H1N1 Is No Joke – Get Vaccinated – NOW!

As of October 28th, 435 people in Santa Clara County, in the heart of the Silicon Valley, have been hospitalized with serious complications related to the H1N1 influenza virus and 13 have died since May. In California, there have been 4,047 hospitalizations and 249 deaths.

The The Centers for Disease Control and Prevention states that the H1N1 vaccine will provide the best protection from the H1N1 flu. Persons in lower-risk groups should let these high risk populations get the vaccine before them:

  • Pregnant women
  • People who live with or provide care for infants under six months
  • Children and young adults between the ages of 6 months and 24 years
  • Adults between the ages of 25 and 64 years who have medical conditions that put them at higher risk for flu-related complications
  • Healthcare and emergency medical services workers.

Some commentators are trying to scare the population away from taking the H1N1 vaccine by quoting the Great Swine Flu Scare of ’76. The story begins with a swine-flu outbreak killing a U.S. soldier at Fort Dix in New Jersey. President Gerald Ford responded by convening a summit of scientists and ordering vaccinations for all 220 million Americans. While 45 million Americans got vaccinated, the credibility of the program was destroyed when A) the outbreak was limited to just a couple of hundred soldiers at Fort Dix, and B) 500 people who took the vaccine developed a paralyzing neurological disorder called Guillain-Barré Syndrome, with two dozen people dying from it.

The deaths prompted an investigation by the U.S. Immunization Safety Review committee, after which the committee concluded that the evidence was inadequate to either accept or reject a link between the vaccine and GBS. However, the committee added that “the evidence was at most weak that the vaccine could act in humans in ways that could lead to these neurological problems.”
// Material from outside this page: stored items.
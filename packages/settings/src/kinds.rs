// ABOUTME: Concrete setting kinds: enumerated, packed color, plain, and encrypted string
// ABOUTME: Each maps one domain type onto an integer or string primitive

use std::fmt;
use std::marker::PhantomData;

use async_trait::async_trait;
use latchkey_storage::{EncryptedKeyValueStore, KeyValueStore, StorageResult};

use crate::error::{SettingError, SettingResult};
use crate::setting::{Setting, SettingKind};
use crate::types::Color;

/// Enum persisted by its position in `VARIANTS`
pub trait OrdinalEnum: Copy + PartialEq + fmt::Debug + Send + Sync + 'static {
    const VARIANTS: &'static [Self];

    fn ordinal(&self) -> usize;
}

/// Enumerated value stored as its ordinal
pub struct EnumKind<E>(PhantomData<fn() -> E>);

impl<E> Default for EnumKind<E> {
    fn default() -> Self {
        Self(PhantomData)
    }
}

#[async_trait]
impl<E: OrdinalEnum> SettingKind for EnumKind<E> {
    type Domain = E;
    type Stored = i64;
    type Store = dyn KeyValueStore;

    fn access(&self, value: &E) -> i64 {
        value.ordinal() as i64
    }

    fn convert(&self, stored: i64) -> SettingResult<E> {
        usize::try_from(stored)
            .ok()
            .and_then(|index| E::VARIANTS.get(index))
            .copied()
            .ok_or(SettingError::InvalidOrdinal {
                ordinal: stored,
                type_name: std::any::type_name::<E>(),
                len: E::VARIANTS.len(),
            })
    }

    fn valid(&self, stored: &i64) -> bool {
        usize::try_from(*stored).is_ok_and(|index| index < E::VARIANTS.len())
    }

    async fn read_primitive(
        &self,
        store: &Self::Store,
        key: &str,
    ) -> StorageResult<Option<i64>> {
        store.get_int(key).await
    }

    async fn write_primitive(
        &self,
        store: &Self::Store,
        key: &str,
        value: i64,
    ) -> StorageResult<bool> {
        store.set_int(key, value).await
    }
}

/// ARGB color stored as a non-negative integer
#[derive(Debug, Default, Clone, Copy)]
pub struct ColorKind;

#[async_trait]
impl SettingKind for ColorKind {
    type Domain = Color;
    type Stored = i64;
    type Store = dyn KeyValueStore;

    fn access(&self, value: &Color) -> i64 {
        i64::from(value.argb())
    }

    fn convert(&self, stored: i64) -> SettingResult<Color> {
        u32::try_from(stored)
            .map(Color::from_argb)
            .map_err(|_| SettingError::ColorOutOfRange(stored))
    }

    fn valid(&self, stored: &i64) -> bool {
        (0..=i64::from(u32::MAX)).contains(stored)
    }

    async fn read_primitive(
        &self,
        store: &Self::Store,
        key: &str,
    ) -> StorageResult<Option<i64>> {
        store.get_int(key).await
    }

    async fn write_primitive(
        &self,
        store: &Self::Store,
        key: &str,
        value: i64,
    ) -> StorageResult<bool> {
        store.set_int(key, value).await
    }
}

/// Primitive types the plain store persists directly
#[async_trait]
pub trait PlainPrimitive: Clone + PartialEq + fmt::Debug + Send + Sync + 'static {
    async fn read(store: &dyn KeyValueStore, key: &str) -> StorageResult<Option<Self>>;

    async fn write(store: &dyn KeyValueStore, key: &str, value: Self) -> StorageResult<bool>;
}

#[async_trait]
impl PlainPrimitive for i64 {
    async fn read(store: &dyn KeyValueStore, key: &str) -> StorageResult<Option<Self>> {
        store.get_int(key).await
    }

    async fn write(store: &dyn KeyValueStore, key: &str, value: Self) -> StorageResult<bool> {
        store.set_int(key, value).await
    }
}

#[async_trait]
impl PlainPrimitive for String {
    async fn read(store: &dyn KeyValueStore, key: &str) -> StorageResult<Option<Self>> {
        store.get_string(key).await
    }

    async fn write(store: &dyn KeyValueStore, key: &str, value: Self) -> StorageResult<bool> {
        store.set_string(key, &value).await
    }
}

/// Domain and stored types coincide; every stored value is accepted
pub struct PlainKind<T>(PhantomData<fn() -> T>);

impl<T> Default for PlainKind<T> {
    fn default() -> Self {
        Self(PhantomData)
    }
}

#[async_trait]
impl<T: PlainPrimitive> SettingKind for PlainKind<T> {
    type Domain = T;
    type Stored = T;
    type Store = dyn KeyValueStore;

    fn access(&self, value: &T) -> T {
        value.clone()
    }

    fn convert(&self, stored: T) -> SettingResult<T> {
        Ok(stored)
    }

    fn valid(&self, _stored: &T) -> bool {
        true
    }

    async fn read_primitive(&self, store: &Self::Store, key: &str) -> StorageResult<Option<T>> {
        T::read(store, key).await
    }

    async fn write_primitive(
        &self,
        store: &Self::Store,
        key: &str,
        value: T,
    ) -> StorageResult<bool> {
        T::write(store, key, value).await
    }
}

/// String kept in the encrypted store.
///
/// The encrypted backend cannot tell "missing" from "empty", so an empty read
/// is reported as missing and the setting falls back to its current value.
#[derive(Debug, Default, Clone, Copy)]
pub struct SecretKind;

#[async_trait]
impl SettingKind for SecretKind {
    type Domain = String;
    type Stored = String;
    type Store = dyn EncryptedKeyValueStore;

    fn access(&self, value: &String) -> String {
        value.clone()
    }

    fn convert(&self, stored: String) -> SettingResult<String> {
        Ok(stored)
    }

    fn valid(&self, _stored: &String) -> bool {
        true
    }

    fn is_sensitive(&self) -> bool {
        true
    }

    async fn read_primitive(
        &self,
        store: &Self::Store,
        key: &str,
    ) -> StorageResult<Option<String>> {
        let value = store.get_string(key).await?;
        Ok((!value.is_empty()).then_some(value))
    }

    async fn write_primitive(
        &self,
        store: &Self::Store,
        key: &str,
        value: String,
    ) -> StorageResult<bool> {
        store.set_string(key, &value).await
    }
}

pub type EnumSetting<E> = Setting<EnumKind<E>>;
pub type ColorSetting = Setting<ColorKind>;
pub type IntSetting = Setting<PlainKind<i64>>;
pub type StringSetting = Setting<PlainKind<String>>;
pub type SecretSetting = Setting<SecretKind>;

#[cfg(test)]
mod tests {
    use super::*;
    use crate::types::ThemeMode;
    use latchkey_storage::MemorySecureStore;
    use rstest::rstest;

    #[rstest]
    #[case(ThemeMode::System)]
    #[case(ThemeMode::Light)]
    #[case(ThemeMode::Dark)]
    fn test_enum_roundtrip(#[case] mode: ThemeMode) {
        let kind = EnumKind::<ThemeMode>::default();
        let stored = kind.access(&mode);
        assert!(kind.valid(&stored));
        assert_eq!(kind.convert(stored).unwrap(), mode);
    }

    #[rstest]
    #[case(0, true)]
    #[case(2, true)]
    #[case(3, false)]
    #[case(-1, false)]
    #[case(i64::MAX, false)]
    fn test_enum_valid_range(#[case] ordinal: i64, #[case] expected: bool) {
        assert_eq!(EnumKind::<ThemeMode>::default().valid(&ordinal), expected);
    }

    #[test]
    fn test_enum_convert_out_of_range_is_error() {
        let result = EnumKind::<ThemeMode>::default().convert(7);
        assert!(matches!(
            result,
            Err(SettingError::InvalidOrdinal { ordinal: 7, len: 3, .. })
        ));
    }

    #[rstest]
    #[case(0x0000_0000)]
    #[case(0xFF3F_51B5)]
    #[case(0xFFFF_FFFF)]
    fn test_color_roundtrip(#[case] argb: u32) {
        let color = Color::from_argb(argb);
        let stored = ColorKind.access(&color);
        assert!(stored >= 0);
        assert!(ColorKind.valid(&stored));
        assert_eq!(ColorKind.convert(stored).unwrap(), color);
    }

    #[rstest]
    #[case(0, true)]
    #[case(0xFFFF_FFFF, true)]
    #[case(-1, false)]
    #[case(0x1_0000_0000, false)]
    #[case(i64::MIN, false)]
    fn test_color_valid_boundary(#[case] stored: i64, #[case] expected: bool) {
        assert_eq!(ColorKind.valid(&stored), expected);
    }

    #[test]
    fn test_color_convert_out_of_range_is_error() {
        assert!(matches!(
            ColorKind.convert(-5),
            Err(SettingError::ColorOutOfRange(-5))
        ));
    }

    #[test]
    fn test_plain_roundtrip_and_always_valid() {
        let ints = PlainKind::<i64>::default();
        for value in [i64::MIN, -1, 0, 1, i64::MAX] {
            assert!(ints.valid(&value));
            assert_eq!(ints.convert(ints.access(&value)).unwrap(), value);
        }

        let strings = PlainKind::<String>::default();
        for value in ["", "latchkey", "mqtts://broker:8883"] {
            let value = value.to_string();
            assert!(strings.valid(&value));
            assert_eq!(strings.convert(strings.access(&value)).unwrap(), value);
        }
    }

    #[test]
    fn test_secret_roundtrip_and_sensitive() {
        let value = "s3cret".to_string();
        assert!(SecretKind.valid(&value));
        assert_eq!(SecretKind.convert(SecretKind.access(&value)).unwrap(), value);
        assert!(SecretKind.is_sensitive());
        assert!(!ColorKind.is_sensitive());
    }

    #[tokio::test]
    async fn test_secret_read_maps_empty_to_missing() {
        let store = MemorySecureStore::new();

        assert_eq!(
            SecretKind.read_primitive(&store, "credential_username").await.unwrap(),
            None
        );

        store.set_string("credential_username", "").await.unwrap();
        assert_eq!(
            SecretKind.read_primitive(&store, "credential_username").await.unwrap(),
            None
        );

        store.set_string("credential_username", "admin").await.unwrap();
        assert_eq!(
            SecretKind
                .read_primitive(&store, "credential_username")
                .await
                .unwrap()
                .as_deref(),
            Some("admin")
        );
    }
}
Experts still do not know whether or not something went wrong with the vaccine that year, but they note that since 1976, flu vaccines have not led to a spike in cases of GBS. One of the strongest arguments cited in favor of getting the flu vaccine is that the flu itself can cause GBS. Raymond Roos, a neurologist/virologist at the University of Chicago Medical Center who has studied GBS, said he is “comfortable” with recommending the H1N1 vaccine. “On balance, I’m a proponent for taking an H1N1 vaccine,” he said. “The flu and H1N1 have the potential to cause nervous system abnormalities.” He added that vaccine makers have made significant improvements in the safety of vaccines since 1976.

Heath officials said H1N1 flu has caused at least 19 more children’s deaths. At least 114 children have died from swine flu complications since the pandemic began in April, up from 95 reported a week ago. The Centers for Disease Control and Prevention released the statistics Friday. So while you are free to make your own decision about getting yourself vaccinated, please think very seriously about the the consequences of not getting your children vaccinated.

More information is available from the Centers For Disease Control.

Disclaimer: I am not a medical nor health professional and these are only my opinions. Please consult with a medical or health professional and do not listen to the fringe about this very important subject.